Baugh é arrojado o bastante para distribuir seus ovos de Páscoa pela trama sem que o segredo seja revelado de todo. “Bad Day for the Cut” (algo como “um dia ruim para se aborrecer”, em tradução livre), preserva a aura de anti-herói de seu personagem central, mesmo no momento em que ele já está visivelmente enrascado. A ira que sente pelos assassinos da mãe volta-se contra ele, e a narrativa dá mais uma de suas guinadas ao lhe proporcionar sair por cima das investidas da quadrilha, ávida por enquadrá-lo, mas exercendo a ética que a malandragem old school faz questão de manter. O banho de sangue que se segue é quase que mero protocolo numa produção que celebra o thriller de crime ao melhor estilo “Onde os Fracos Não Têm Vez” (2007), dos irmãos Coen, ou parte da vasta cepa de Tarantino. Sem perder de vista o propósito de enfatizar o aspecto delirante, violento, pleno de deboche e ironia — atente para de que maneira utensílios  de casa como ferro e panela são usados —, o diretor se vale de Donal para aprimorar o componente de sátira política em “Bad Day for the Cut”, tecendo comentários aparentemente diáfanos sobre a situação esquizofrênica de seu país, mas não só; a essa altura, Donal torna-se o alter ego de Baugh na exposição de suas críticas acerca dessa virulência gratuita contra tudo, um traço indelével da natureza humana, sem dúvida, mas cuja onipresença hoje chega às raias da insânia, com consequências farsescamente patéticas, porque o personagem incorpora à sua vida a responsabilidade de processar traumas para os quais não estava preparado. Com toda a sua valentia, Donal não passa de um fanfarrão.

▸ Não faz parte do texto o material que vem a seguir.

impl<'a> EmbeddedSerializer<'a> {
    pub fn new(
        metadata: &'a dyn MetadataProvider,
        types: &'a TypeRegistry,
        type_field: &'a str,
    ) -> Self {
        Self {
            metadata,
            types,
            type_field,
        }
    }

    /// JSON form of the embedded field `mapping` of `owner`.
    /// Keys of keyed collections are preserved.
    pub fn serialize(&self, mapping: &EmbeddedMapping, owner: &dyn Any) -> Result<Json> {
        self.serialize_view(mapping.access.view(owner)?)
    }

    /// Rebuild an embedded field value from its JSON form.
    pub fn hydrate(&self, mapping: &EmbeddedMapping, json: &Json) -> Result<EmbeddedValue> {
        match (mapping.cardinality, json) {
            (_, Json::Null) => Ok(EmbeddedValue::None),
            (EmbedCardinality::One, Json::Object(_)) => {
                Ok(EmbeddedValue::One(self.hydrate_object(mapping, json)?))
            }
            (EmbedCardinality::Many, Json::Array(items)) => items
                .iter()
                .map(|item| self.hydrate_object(mapping, item))
                .collect::<Result<Vec<_>>>()
                .map(EmbeddedValue::List),
            (EmbedCardinality::Many, Json::Object(entries)) => entries
                .iter()
                .map(|(key, item)| Ok((key.clone(), self.hydrate_object(mapping, item)?)))
                .collect::<Result<Vec<_>>>()
                .map(EmbeddedValue::Map),
            (_, other) => Err(OdmError::InvalidDocument(format!(
                "embedded field {} holds {other}",
                mapping.name
            ))),
        }
    }

    /// Structural diff of the embedded field `mapping` of `owner` against
    /// its JSON snapshot.
    pub fn is_changed(
        &self,
        mapping: &EmbeddedMapping,
        owner: &dyn Any,
        original: &Json,
    ) -> Result<bool> {
        let changed = match (mapping.access.view(owner)?, original) {
            (EmbeddedView::None, original) => !original.is_null(),
            (_, Json::Null) => true,
            (EmbeddedView::One(obj), original) => self.is_object_changed(obj, original)?,
            (EmbeddedView::List(items), original) => {
                let current = items
                    .into_iter()
                    .enumerate()
                    .map(|(i, obj)| (i.to_string(), obj))
                    .collect::<Vec<_>>();
                self.is_collection_changed(current, original)?
            }
            (EmbeddedView::Map(entries), original) => {
                let current = entries
                    .into_iter()
                    .map(|(key, obj)| (key.to_string(), obj))
                    .collect::<Vec<_>>();
                self.is_collection_changed(current, original)?
            }
        };
        if changed {
            trace!(field = %mapping.name, "embedded value changed");
        }
        Ok(changed)
    }

    fn serialize_view(&self, view: EmbeddedView<'_>) -> Result<Json> {
        match view {
            EmbeddedView::None => Ok(Json::Null),
            EmbeddedView::One(obj) => self.serialize_object(obj),
            EmbeddedView::List(items) => items
                .into_iter()
                .map(|obj| self.serialize_object(obj))
                .collect::<Result<Vec<_>>>()
                .map(Json::Array),
            EmbeddedView::Map(entries) => {
                let mut out = Map::with_capacity(entries.len());
                for (key, obj) in entries {
                    out.insert(key.to_string(), self.serialize_object(obj)?);
                }
                Ok(Json::Object(out))
            }
        }
    }

    fn is_collection_changed(
        &self,
        current: Vec<(String, &dyn Any)>,
        original: &Json,
    ) -> Result<bool> {
        let original = keyed(original);
        let Some(original) = original else {
            return Ok(true);
        };
        if original.len() != current.len() {
            return Ok(true);
        }
        for (key, obj) in current {
            match original.get(&key) {
                None => return Ok(true),
                Some(orig) => {
                    if self.is_object_changed(obj, orig)? {
                        return Ok(true);
                    }
                }
            }
        }
        Ok(false)
    }

    fn is_object_changed(&self, obj: &dyn Any, original: &Json) -> Result<bool> {
        let Json::Object(original) = original else {
            return Ok(true);
        };
        let meta = self.metadata.metadata_for_type(obj.type_id())?;
        if let Some(Json::String(stored_type)) = original.get(self.type_field) {
            if stored_type != meta.name() {
                return Ok(true);
            }
        }

        for field in meta.fields() {
            let current = field.access.read(obj)?;
            let stored = original.get(&field.json_name).unwrap_or(&Json::Null);
            match (current.is_null(), stored.is_null()) {
                (true, true) => continue,
                (true, false) | (false, true) => return Ok(true),
                (false, false) => {
                    let stored_form = self.types.to_store(&field.type_name, &current)?;
                    let current = self.types.to_native(&field.type_name, &stored_form)?;
                    if current != self.types.to_native(&field.type_name, stored)? {
                        return Ok(true);
                    }
                }
            }
        }

        for nested in meta.embedded_fields() {
            let stored = original.get(&nested.json_name).unwrap_or(&Json::Null);
            if self.is_changed(nested, obj, stored)? {
                return Ok(true);
            }
        }
        Ok(false)
    }

    fn serialize_object(&self, obj: &dyn Any) -> Result<Json> {
        let meta = self.metadata.metadata_for_type(obj.type_id())?;
        let mut out = Map::new();
        out.insert(self.type_field.to_string(), Json::String(meta.name().to_string()));

        for field in meta.fields() {
            let value = field.access.read(obj)?;
            if value.is_null() {
                continue;
            }
            out.insert(
                field.json_name.clone(),
                self.types.to_store(&field.type_name, &value)?,
            );
        }
        for nested in meta.embedded_fields() {
            let json = self.serialize(nested, obj)?;
            if !json.is_null() {
                out.insert(nested.json_name.clone(), json);
            }
        }
        Ok(Json::Object(out))
    }

    fn hydrate_object(&self, mapping: &EmbeddedMapping, json: &Json) -> Result<Box<dyn Any>> {
        let Json::Object(data) = json else {
            return Err(OdmError::InvalidDocument(format!(
                "embedded value in {} is not an object",
                mapping.name
            )));
        };
        let meta = self.resolve_class(mapping, data)?;
        let mut obj = meta.instantiate();

        for field in meta.fields() {
            if let Some(stored) = data.get(&field.json_name) {
                let value = self.types.to_native(&field.type_name, stored)?;
                field.access.write(&mut *obj, value)?;
            }
        }
        for nested in meta.embedded_fields() {
            if let Some(stored) = data.get(&nested.json_name) {
                let value = self.hydrate(nested, stored)?;
                nested.access.assign(&mut *obj, value)?;
            }
        }
        Ok(obj)
    }

    fn resolve_class(
        &self,
        mapping: &EmbeddedMapping,
        data: &Map<String, Json>,
    ) -> Result<Arc<ClassMetadata>> {
        let class = match (data.get(self.type_field), &mapping.target) {
            (Some(Json::String(discriminator)), _) => discriminator.as_str(),
            (_, Some(target)) => target.as_str(),
            _ => {
                return Err(OdmError::AmbiguousEmbeddedType {
                    field: mapping.name.clone(),
                })
            }
        };
        self.metadata.metadata_for(class)
    }
}

/// An embed-many snapshot as a key lookup. Arrays are keyed by position.
fn keyed(original: &Json) -> Option<BTreeMap<String, &Json>> {
    match original {
        Json::Array(items) => Some(
            items
                .iter()
                .enumerate()
                .map(|(i, item)| (i.to_string(), item))
                .collect(),
        ),
        Json::Object(entries) => Some(entries.iter().map(|(k, v)| (k.clone(), v)).collect()),
        _ => None,
    }
}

Os enquadramentos limpidamente abertos de Ryan Kernaghan são o contraponto técnico de Chris Baugh para um filme que se desdobra no fio da navalha, mas que alivia a tensão também com o emprego de clássicos do country e folk, as músicas que o ingênuo Donal aprecia. Antes tivesse ido tomar uma cerveja no botequim de sempre, ao som de uma canção nostálgica qualquer antes de se meter a paladino da justiça. Poderia ter se poupado de muitos dissabores.


Filme: Bad Day for the Cut
Direção: Chris Baugh
Ano: 2016
Gênero: Thriller/Crime
Nota: 9/10

Giancarlo Galdino

Depois de sonhos frustrados com uma carreira de correspondente de guerra à Winston Churchill e Ernest Hemingway, Giancarlo Galdino aceitou o limão da vida e por quinze anos trabalhou com o azedume da assessoria de políticos e burocratas em geral. Graduado em jornalismo e com alguns cursos de especialização em cinema na bagagem, desde 1º de junho de 2021, entretanto, consegue valer-se deste espaço para expressar seus conhecimentos sobre filmes, literatura, comportamento e, por que não?, política, tudo mediado por sua grande paixão, a filosofia, a ciência das ciências. Que Deus conserve.